I had the pleasure of going to a play recently at Thunder River Theatre in Carbondale. Our local performing artists are truly a gift to the community. I always enjoy not only their talented performances but also the actions of the stage crew as they rearrange set pieces on a darkened stage for the ever-changing scenes. Everything is choreographed for smooth transitions, and it’s amazing to watch.
I also enjoy observing the even larger stage of the world around me. Autumn is alive with performing arts. You can step in your back yard, take a walk through the woods or alongside a stream and see choreographed performances all around you. Recently I was doing some seasonal fall yard work and heard the honking of geese. Looking up, I witnessed the “V” of their flock in perfect formation. Suddenly, as if by design, two or more of them moved out of line and dropped to the rear, causing a complete realignment of the formation. The shift was so smooth they barely missed a wing beat—just like the incredible actors and stage crew at Thunder River.
Thinking of this, I sometimes slow down for a moment and just observe what is happening in front of me. I think the performing arts can actually take many forms in everyday life: the repetition of movement honed with hours or years of practice, a gracefulness of that movement or a practiced eye.
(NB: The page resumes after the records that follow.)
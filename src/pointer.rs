//! Pointer smoothing for the distortion pass.
//!
//! Raw `mousemove` positions arrive normalized to [0, 1] with the vertical
//! axis inverted. Each frame the filter derives an instantaneous speed from
//! the distance travelled since the previous frame, eases a target speed
//! toward it, eases a followed position toward the raw one, and decays the
//! target so the distortion relaxes to zero once the pointer stops.

use glam::Vec2;

use crate::config::EffectConfig;
use crate::math::Viewport;

/// The pointer-derived values a single frame hands to the shader pass.
#[derive(Clone, Copy, Debug, PartialEq)]
pub struct PointerFrame {
    /// Smoothed pointer position, normalized.
    pub follow: Vec2,
    /// Clamped velocity magnitude for the `uVelo` uniform.
    pub velocity: f32,
}

pub struct PointerFilter {
    mouse: Vec2,
    prev_mouse: Vec2,
    follow_mouse: Vec2,
    speed: f32,
    target_speed: f32,
    follow_lerp: f32,
    speed_lerp: f32,
    decay: f32,
    max_velocity: f32,
}

impl PointerFilter {
    pub fn new(config: &EffectConfig) -> Self {
        Self {
            mouse: Vec2::ZERO,
            prev_mouse: Vec2::ZERO,
            follow_mouse: Vec2::ZERO,
            speed: 0.0,
            target_speed: 0.0,
            follow_lerp: config.follow_lerp,
            speed_lerp: config.speed_lerp,
            decay: config.velocity_decay,
            max_velocity: config.max_velocity,
        }
    }

    /// Map client-space cursor coordinates into the normalized space the
    /// shader expects: x/width, with y flipped so up is positive.
    pub fn normalize(client_x: f32, client_y: f32, viewport: Viewport) -> Vec2 {
        if viewport.is_empty() {
            return Vec2::ZERO;
        }
        Vec2::new(
            client_x / viewport.width,
            1.0 - client_y / viewport.height,
        )
    }

    /// Record a pointer position; takes effect on the next [`advance`].
    ///
    /// [`advance`]: PointerFilter::advance
    pub fn on_move(&mut self, normalized: Vec2) {
        self.mouse = normalized;
    }

    /// Advance the filters by one frame and return this frame's values.
    ///
    /// Mirrors the update order the shader pass relies on: the velocity is
    /// sampled (clamped) before the decay multiplier lands, so a fast flick
    /// registers for at least one frame.
    pub fn advance(&mut self) -> PointerFrame {
        self.speed = self.mouse.distance(self.prev_mouse);

        self.target_speed -= self.speed_lerp * (self.target_speed - self.speed);
        self.follow_mouse -= (self.follow_mouse - self.mouse) * self.follow_lerp;
        self.prev_mouse = self.mouse;

        let velocity = self.target_speed.min(self.max_velocity);
        self.target_speed *= self.decay;

        PointerFrame {
            follow: self.follow_mouse,
            velocity,
        }
    }

    /// Instantaneous speed computed by the last [`advance`].
    ///
    /// [`advance`]: PointerFilter::advance
    #[inline]
    pub fn speed(&self) -> f32 {
        self.speed
    }

    /// Decayed speed the velocity uniform is clamped from.
    #[inline]
    pub fn target_speed(&self) -> f32 {
        self.target_speed
    }

    #[inline]
    pub fn follow(&self) -> Vec2 {
        self.follow_mouse
    }
}

#[cfg(test)]
mod tests {
    use super::*;

    fn filter() -> PointerFilter {
        PointerFilter::new(&EffectConfig::default())
    }

    #[test]
    fn speed_is_zero_without_motion() {
        let mut f = filter();
        f.on_move(Vec2::new(0.4, 0.6));
        f.advance();
        // same position on the following frame
        f.advance();
        assert_eq!(f.speed(), 0.0);
    }

    #[test]
    fn velocity_uniform_never_exceeds_the_clamp() {
        let mut f = filter();
        for i in 0..50 {
            // wild jumps across (and beyond) the whole viewport
            let corner = if i % 2 == 0 { 40.0 } else { -40.0 };
            f.on_move(Vec2::new(corner, -corner));
            let frame = f.advance();
            assert!(frame.velocity <= 0.05, "frame {i}: {}", frame.velocity);
        }
    }

    #[test]
    fn target_speed_decays_strictly_and_stays_non_negative() {
        let mut f = filter();
        f.on_move(Vec2::new(0.8, 0.8));
        f.advance();
        assert!(f.target_speed() > 0.0);

        let mut previous = f.target_speed();
        for _ in 0..500 {
            f.advance();
            let current = f.target_speed();
            assert!(current < previous, "decay must be strict: {current} >= {previous}");
            assert!(current >= 0.0);
            previous = current;
        }
    }

    #[test]
    fn follow_mouse_converges_on_the_raw_position() {
        let mut f = filter();
        let target = Vec2::new(0.25, 0.75);
        f.on_move(target);
        let mut frame = f.advance();
        let first_gap = frame.follow.distance(target);
        for _ in 0..200 {
            frame = f.advance();
        }
        assert!(frame.follow.distance(target) < first_gap);
        assert!(frame.follow.distance(target) < 1e-3);
    }

    #[test]
    fn normalize_inverts_the_vertical_axis() {
        let viewport = Viewport::new(1000.0, 800.0);
        let top_left = PointerFilter::normalize(0.0, 0.0, viewport);
        assert_eq!(top_left, Vec2::new(0.0, 1.0));
        let bottom_right = PointerFilter::normalize(1000.0, 800.0, viewport);
        assert_eq!(bottom_right, Vec2::new(1.0, 0.0));
        let center = PointerFilter::normalize(500.0, 400.0, viewport);
        assert_eq!(center, Vec2::new(0.5, 0.5));
    }

    #[test]
    fn normalize_handles_a_collapsed_viewport() {
        assert_eq!(
            PointerFilter::normalize(10.0, 10.0, Viewport::new(0.0, 0.0)),
            Vec2::ZERO
        );
    }
}
//! Host-side helper: `cargo run` compiles the WASM bundle into
//! `static/pkg` and serves the demo page locally.

#[cfg(not(target_arch = "wasm32"))]
fn main() {
    use std::process::Command;

    println!("Building WASM pkg …");
    match Command::new("wasm-pack")
        .args([
            "build",
            "--release",
            "--target",
            "web",
            "--out-dir",
            "static/pkg",
        ])
        .status()
    {
        Ok(status) if status.success() => {}
        Ok(_) => {
            eprintln!("wasm-pack finished with errors. Ensure wasm-pack is installed (https://rustwasm.github.io/wasm-pack/).");
            std::process::exit(1);
        }
        Err(_) => {
            eprintln!("wasm-pack not found in PATH. Serving whatever is already in static/.");
        }
    }

    println!("Launching local server at http://127.0.0.1:8000 …");
    let served = Command::new("python3")
        .args(["-m", "http.server", "8000", "--directory", "static"])
        .status();
    if served.is_err() {
        eprintln!("python3 not found. Serve static/ with any web server instead.");
        std::process::exit(1);
    }
}

#[cfg(target_arch = "wasm32")]
fn main() {}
Watch a craftsman refining the edges of a new piece of furniture, a skilled machine operator carving out a hole in the earth with such precision that he works within inches of a pipe or tree root, watch the motion of a traffic officer directing traffic, the fluid movement of a runner.
Whether you are watching a play, a marching band, the Rockettes, or simply taking a peaceful walk in nature and noticing the gorgeous natural formation of a flock of geese, invite your mind to slow down and watch the movement.
The arts are always alive around you; you just have to take the time to see them.